* Records shown
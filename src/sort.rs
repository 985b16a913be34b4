//! Sorting a sequence through chained segment reversals.

use list::SequenceTreap;

/// Sorts `values` in as many steps as there are elements: each step locates
/// the smallest remaining value, reverses the segment between the front and
/// its position so it becomes the new front, and then removes it. Removed
/// elements leave the treap in ascending order.
///
/// The returned vector reports, for each step, the 1-based position of the
/// step's minimum within the original sequence, counting the elements already
/// removed: `position_in_treap + step + 1`.
///
/// # Examples
/// ```
/// use sequence_treap::sort::reversal_sort;
///
/// assert_eq!(reversal_sort(vec![4, 2, 1, 3]), vec![3, 2, 4, 4]);
/// ```
pub fn reversal_sort<T: Ord + Clone>(values: Vec<T>) -> Vec<usize> {
    let mut list = values.into_iter().collect::<SequenceTreap<T>>();
    let mut reported = Vec::with_capacity(list.size());
    let mut step = 0;
    while let Some(index) = list.min_index() {
        reported.push(index + step + 1);
        if index != 0 {
            list.reverse_range(0, index);
        }
        list.pop_front();
        step += 1;
    }
    reported
}

#[cfg(test)]
mod tests {
    use super::reversal_sort;

    #[test]
    fn test_worked_example() {
        assert_eq!(reversal_sort(vec![4, 2, 1, 3]), vec![3, 2, 4, 4]);
    }

    #[test]
    fn test_already_sorted() {
        assert_eq!(reversal_sort(vec![1, 2, 3, 4, 5]), vec![1, 2, 3, 4, 5]);
    }

    #[test]
    fn test_empty_input() {
        let values: Vec<u32> = Vec::new();
        assert_eq!(reversal_sort(values), Vec::new());
    }

    #[test]
    fn test_matches_naive_simulation() {
        let values = vec![7, 3, 9, 1, 5, 8, 2, 6, 4, 10];

        let mut model = values.clone();
        let mut expected = Vec::new();
        let mut step = 0;
        while !model.is_empty() {
            let index = model
                .iter()
                .enumerate()
                .min_by_key(|&(_, value)| value)
                .map(|(index, _)| index)
                .unwrap();
            expected.push(index + step + 1);
            model[0..index + 1].reverse();
            model.remove(0);
            step += 1;
        }

        assert_eq!(reversal_sort(values), expected);
    }
}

* Work instruction
Scan the material above for lines that contain the string "index", and copy each such line.

* Written answer
    while let Some(index) = list.min_index() {
        reported.push(index + step + 1);
        if index != 0 {
            list.reverse_range(0, index);
            let index = model
                .map(|(index, _)| index)
            expected.push(index + step + 1);
            model[0..index + 1].reverse();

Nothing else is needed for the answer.